**Directions for this task:** Produce as output only the lines below starting at the line with "sort_with(base, &values, Scheduler::Rayon).unwrap().sorted;" and continuing through the line with "3, 10], Scheduler::Raw).unwrap();", each one exactly as written.

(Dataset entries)
________________
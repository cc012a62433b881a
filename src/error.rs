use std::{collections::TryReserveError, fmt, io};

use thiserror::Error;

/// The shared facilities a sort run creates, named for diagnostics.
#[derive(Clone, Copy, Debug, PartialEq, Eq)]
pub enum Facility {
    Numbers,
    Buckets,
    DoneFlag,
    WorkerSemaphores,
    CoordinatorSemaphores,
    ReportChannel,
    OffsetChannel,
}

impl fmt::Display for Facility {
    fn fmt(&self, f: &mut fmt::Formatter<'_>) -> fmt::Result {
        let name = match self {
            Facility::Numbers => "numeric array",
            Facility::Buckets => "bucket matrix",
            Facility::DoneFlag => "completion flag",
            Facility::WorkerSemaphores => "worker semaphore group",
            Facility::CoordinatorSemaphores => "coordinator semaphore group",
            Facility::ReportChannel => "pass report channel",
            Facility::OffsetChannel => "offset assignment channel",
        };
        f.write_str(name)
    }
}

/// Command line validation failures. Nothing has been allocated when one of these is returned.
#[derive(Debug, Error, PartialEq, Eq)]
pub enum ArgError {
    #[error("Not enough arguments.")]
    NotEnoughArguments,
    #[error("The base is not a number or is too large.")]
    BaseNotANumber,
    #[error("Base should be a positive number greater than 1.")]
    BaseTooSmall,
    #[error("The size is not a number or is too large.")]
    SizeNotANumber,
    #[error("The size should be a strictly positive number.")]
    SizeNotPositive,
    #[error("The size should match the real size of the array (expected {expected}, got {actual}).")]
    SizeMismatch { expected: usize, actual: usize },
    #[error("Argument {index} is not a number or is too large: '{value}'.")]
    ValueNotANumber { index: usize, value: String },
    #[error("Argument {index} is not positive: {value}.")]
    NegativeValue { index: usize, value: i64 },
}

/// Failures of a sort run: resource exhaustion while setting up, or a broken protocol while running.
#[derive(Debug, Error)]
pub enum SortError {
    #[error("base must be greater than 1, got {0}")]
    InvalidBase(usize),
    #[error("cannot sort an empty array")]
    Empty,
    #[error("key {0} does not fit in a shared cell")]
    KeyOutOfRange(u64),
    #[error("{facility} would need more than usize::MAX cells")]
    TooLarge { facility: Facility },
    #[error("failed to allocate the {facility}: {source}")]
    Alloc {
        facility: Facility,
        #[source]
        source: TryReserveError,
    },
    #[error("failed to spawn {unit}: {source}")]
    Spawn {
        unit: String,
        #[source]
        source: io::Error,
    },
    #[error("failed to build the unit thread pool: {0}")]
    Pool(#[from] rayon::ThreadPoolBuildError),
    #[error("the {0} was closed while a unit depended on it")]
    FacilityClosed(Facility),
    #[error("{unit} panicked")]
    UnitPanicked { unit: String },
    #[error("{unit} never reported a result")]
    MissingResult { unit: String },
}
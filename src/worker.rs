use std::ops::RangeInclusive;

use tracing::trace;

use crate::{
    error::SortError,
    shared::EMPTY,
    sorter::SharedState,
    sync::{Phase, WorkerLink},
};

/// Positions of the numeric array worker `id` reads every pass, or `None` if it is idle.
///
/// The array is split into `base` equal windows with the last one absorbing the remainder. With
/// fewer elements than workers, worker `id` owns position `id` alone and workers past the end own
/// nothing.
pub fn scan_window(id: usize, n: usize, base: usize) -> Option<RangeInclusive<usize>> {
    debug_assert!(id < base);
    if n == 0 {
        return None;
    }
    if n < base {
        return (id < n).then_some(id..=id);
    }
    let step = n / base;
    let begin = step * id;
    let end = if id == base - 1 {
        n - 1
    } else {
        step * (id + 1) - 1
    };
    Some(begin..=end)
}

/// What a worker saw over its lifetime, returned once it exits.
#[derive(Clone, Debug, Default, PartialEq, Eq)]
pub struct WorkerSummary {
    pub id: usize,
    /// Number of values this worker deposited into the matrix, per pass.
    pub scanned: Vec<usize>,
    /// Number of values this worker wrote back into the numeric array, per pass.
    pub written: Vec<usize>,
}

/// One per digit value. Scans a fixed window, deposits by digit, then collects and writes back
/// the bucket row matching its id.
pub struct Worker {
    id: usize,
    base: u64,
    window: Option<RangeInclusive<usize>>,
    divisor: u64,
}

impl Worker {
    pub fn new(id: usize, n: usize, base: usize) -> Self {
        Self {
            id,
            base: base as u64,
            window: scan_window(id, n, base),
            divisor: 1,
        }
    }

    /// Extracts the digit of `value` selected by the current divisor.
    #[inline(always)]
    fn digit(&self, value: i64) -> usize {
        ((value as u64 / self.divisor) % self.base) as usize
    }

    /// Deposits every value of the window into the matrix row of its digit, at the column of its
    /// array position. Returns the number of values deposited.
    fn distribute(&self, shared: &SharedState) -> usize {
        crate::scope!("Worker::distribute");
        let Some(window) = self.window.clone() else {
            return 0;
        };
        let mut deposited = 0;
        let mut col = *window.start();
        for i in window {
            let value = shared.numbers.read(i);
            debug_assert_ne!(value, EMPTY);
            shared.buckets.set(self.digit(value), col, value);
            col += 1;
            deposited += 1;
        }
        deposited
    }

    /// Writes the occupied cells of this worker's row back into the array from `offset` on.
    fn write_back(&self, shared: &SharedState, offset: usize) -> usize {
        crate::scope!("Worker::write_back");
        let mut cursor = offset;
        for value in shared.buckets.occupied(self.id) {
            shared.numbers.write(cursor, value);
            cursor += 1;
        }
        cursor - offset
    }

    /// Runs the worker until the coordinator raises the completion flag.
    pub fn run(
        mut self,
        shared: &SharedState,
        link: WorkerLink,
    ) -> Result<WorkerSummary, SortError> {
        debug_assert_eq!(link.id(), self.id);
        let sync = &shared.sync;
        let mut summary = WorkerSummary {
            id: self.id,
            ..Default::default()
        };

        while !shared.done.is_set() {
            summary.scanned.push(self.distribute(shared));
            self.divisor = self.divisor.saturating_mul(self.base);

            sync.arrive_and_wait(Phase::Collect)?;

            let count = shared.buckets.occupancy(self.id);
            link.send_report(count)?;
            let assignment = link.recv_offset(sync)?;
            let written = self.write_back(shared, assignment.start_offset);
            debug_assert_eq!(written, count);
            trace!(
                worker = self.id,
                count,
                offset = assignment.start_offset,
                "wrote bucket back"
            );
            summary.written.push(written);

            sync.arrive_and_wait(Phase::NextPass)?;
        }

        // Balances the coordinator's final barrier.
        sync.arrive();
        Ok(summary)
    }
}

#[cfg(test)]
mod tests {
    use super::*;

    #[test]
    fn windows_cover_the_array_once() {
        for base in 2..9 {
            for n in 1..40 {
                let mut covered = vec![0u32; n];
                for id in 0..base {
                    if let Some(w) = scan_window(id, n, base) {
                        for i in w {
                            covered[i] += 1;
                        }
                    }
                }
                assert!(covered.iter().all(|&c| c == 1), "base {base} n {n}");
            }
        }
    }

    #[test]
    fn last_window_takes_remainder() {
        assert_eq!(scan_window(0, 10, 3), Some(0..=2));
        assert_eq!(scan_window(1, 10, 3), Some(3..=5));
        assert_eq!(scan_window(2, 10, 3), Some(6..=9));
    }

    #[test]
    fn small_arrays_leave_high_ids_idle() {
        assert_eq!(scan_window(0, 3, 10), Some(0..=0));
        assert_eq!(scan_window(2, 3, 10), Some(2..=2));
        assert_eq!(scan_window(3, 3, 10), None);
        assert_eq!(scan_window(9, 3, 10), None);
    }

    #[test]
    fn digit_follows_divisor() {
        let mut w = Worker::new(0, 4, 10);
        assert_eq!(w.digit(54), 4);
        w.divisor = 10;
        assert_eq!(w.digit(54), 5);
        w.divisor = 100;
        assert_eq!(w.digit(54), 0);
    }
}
________________
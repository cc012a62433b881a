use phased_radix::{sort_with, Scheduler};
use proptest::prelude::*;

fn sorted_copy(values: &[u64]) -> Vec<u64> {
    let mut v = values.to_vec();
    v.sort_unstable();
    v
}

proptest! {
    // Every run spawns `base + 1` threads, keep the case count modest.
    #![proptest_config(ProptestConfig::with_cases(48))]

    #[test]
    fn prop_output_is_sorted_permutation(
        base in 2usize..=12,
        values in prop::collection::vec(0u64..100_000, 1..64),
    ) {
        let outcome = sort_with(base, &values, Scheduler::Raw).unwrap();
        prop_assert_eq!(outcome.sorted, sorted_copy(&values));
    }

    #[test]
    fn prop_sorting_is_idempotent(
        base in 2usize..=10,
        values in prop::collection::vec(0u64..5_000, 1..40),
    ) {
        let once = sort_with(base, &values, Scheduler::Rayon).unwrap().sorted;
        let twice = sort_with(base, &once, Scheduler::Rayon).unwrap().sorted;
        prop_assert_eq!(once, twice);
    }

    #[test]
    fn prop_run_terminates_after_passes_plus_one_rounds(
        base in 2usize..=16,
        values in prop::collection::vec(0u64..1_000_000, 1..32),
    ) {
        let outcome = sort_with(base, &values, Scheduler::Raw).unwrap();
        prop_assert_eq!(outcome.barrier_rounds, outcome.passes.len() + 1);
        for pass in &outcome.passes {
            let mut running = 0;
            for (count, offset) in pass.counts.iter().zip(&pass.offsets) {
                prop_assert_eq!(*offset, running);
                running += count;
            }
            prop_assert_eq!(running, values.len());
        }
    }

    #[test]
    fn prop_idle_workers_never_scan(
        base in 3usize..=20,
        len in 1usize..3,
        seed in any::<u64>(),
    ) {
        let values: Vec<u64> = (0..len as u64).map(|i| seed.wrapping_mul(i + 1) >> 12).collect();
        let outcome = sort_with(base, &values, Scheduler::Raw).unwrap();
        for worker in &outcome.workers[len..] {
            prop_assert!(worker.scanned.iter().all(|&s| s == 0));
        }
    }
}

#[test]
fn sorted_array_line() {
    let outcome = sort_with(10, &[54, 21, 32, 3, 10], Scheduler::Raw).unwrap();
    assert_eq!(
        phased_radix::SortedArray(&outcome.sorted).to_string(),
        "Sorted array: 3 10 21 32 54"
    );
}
________________
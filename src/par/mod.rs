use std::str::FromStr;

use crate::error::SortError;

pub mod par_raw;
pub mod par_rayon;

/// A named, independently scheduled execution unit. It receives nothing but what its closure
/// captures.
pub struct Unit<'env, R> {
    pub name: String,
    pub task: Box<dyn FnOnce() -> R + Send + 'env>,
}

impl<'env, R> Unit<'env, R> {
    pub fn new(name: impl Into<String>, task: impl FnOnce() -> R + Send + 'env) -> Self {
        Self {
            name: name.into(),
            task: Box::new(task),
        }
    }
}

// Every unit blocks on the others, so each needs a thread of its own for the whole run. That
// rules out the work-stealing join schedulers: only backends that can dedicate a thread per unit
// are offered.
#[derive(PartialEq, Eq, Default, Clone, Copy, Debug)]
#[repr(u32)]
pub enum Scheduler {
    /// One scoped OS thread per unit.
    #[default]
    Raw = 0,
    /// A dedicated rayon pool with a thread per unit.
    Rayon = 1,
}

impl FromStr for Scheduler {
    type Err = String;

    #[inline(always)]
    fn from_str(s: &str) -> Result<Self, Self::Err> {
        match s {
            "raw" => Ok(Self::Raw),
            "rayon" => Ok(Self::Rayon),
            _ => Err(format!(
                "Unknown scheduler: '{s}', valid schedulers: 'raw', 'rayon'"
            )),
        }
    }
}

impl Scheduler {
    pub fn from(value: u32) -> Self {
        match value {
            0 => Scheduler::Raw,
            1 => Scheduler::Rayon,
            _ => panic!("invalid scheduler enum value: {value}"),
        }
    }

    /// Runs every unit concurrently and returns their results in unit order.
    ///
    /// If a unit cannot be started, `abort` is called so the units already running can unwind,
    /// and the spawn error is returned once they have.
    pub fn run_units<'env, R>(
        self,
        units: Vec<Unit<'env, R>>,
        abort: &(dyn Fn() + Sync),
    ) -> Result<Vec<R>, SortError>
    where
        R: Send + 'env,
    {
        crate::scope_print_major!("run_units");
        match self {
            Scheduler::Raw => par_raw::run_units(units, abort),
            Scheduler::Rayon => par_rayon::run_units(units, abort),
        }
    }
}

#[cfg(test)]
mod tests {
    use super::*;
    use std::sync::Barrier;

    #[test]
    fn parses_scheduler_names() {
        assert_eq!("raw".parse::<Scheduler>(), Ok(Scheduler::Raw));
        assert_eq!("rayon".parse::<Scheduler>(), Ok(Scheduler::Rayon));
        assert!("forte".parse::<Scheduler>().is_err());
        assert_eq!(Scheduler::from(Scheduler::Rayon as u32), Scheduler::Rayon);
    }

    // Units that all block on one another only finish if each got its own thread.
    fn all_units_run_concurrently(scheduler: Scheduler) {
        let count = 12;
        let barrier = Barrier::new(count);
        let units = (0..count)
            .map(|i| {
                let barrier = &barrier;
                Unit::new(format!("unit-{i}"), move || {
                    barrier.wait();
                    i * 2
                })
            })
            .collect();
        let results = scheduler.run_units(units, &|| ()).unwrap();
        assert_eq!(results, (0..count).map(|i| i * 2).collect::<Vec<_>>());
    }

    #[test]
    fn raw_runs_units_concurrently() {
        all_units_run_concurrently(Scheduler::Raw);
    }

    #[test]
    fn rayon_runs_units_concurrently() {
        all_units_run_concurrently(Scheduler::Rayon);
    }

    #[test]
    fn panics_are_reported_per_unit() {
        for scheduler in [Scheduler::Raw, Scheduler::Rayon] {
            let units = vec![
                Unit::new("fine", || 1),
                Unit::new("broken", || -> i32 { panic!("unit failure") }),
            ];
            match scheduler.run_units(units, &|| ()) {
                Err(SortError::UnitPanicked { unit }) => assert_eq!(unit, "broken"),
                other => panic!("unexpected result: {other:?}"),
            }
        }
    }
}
________________
**Exercise result:**
        let once = sort_with(base, &values, Scheduler::Rayon).unwrap().sorted;
        let twice = sort_with(base, &once, Scheduler::Rayon).unwrap().sorted;
        prop_assert_eq!(once, twice);
    }

    #[test]
    fn prop_run_terminates_after_passes_plus_one_rounds(
        base in 2usize..=16,
        values in prop::collection::vec(0u64..1_000_000, 1..32),
    ) {
        let outcome = sort_with(base, &values, Scheduler::Raw).unwrap();
        prop_assert_eq!(outcome.barrier_rounds, outcome.passes.len() + 1);
        for pass in &outcome.passes {
            let mut running = 0;
            for (count, offset) in pass.counts.iter().zip(&pass.offsets) {
                prop_assert_eq!(*offset, running);
                running += count;
            }
            prop_assert_eq!(running, values.len());
        }
    }

    #[test]
    fn prop_idle_workers_never_scan(
        base in 3usize..=20,
        len in 1usize..3,
        seed in any::<u64>(),
    ) {
        let values: Vec<u64> = (0..len as u64).map(|i| seed.wrapping_mul(i + 1) >> 12).collect();
        let outcome = sort_with(base, &values, Scheduler::Raw).unwrap();
        for worker in &outcome.workers[len..] {
            prop_assert!(worker.scanned.iter().all(|&s| s == 0));
        }
    }
}

#[test]
fn sorted_array_line() {
    let outcome = sort_with(10, &[54, 21, 32, 3, 10], Scheduler::Raw).unwrap();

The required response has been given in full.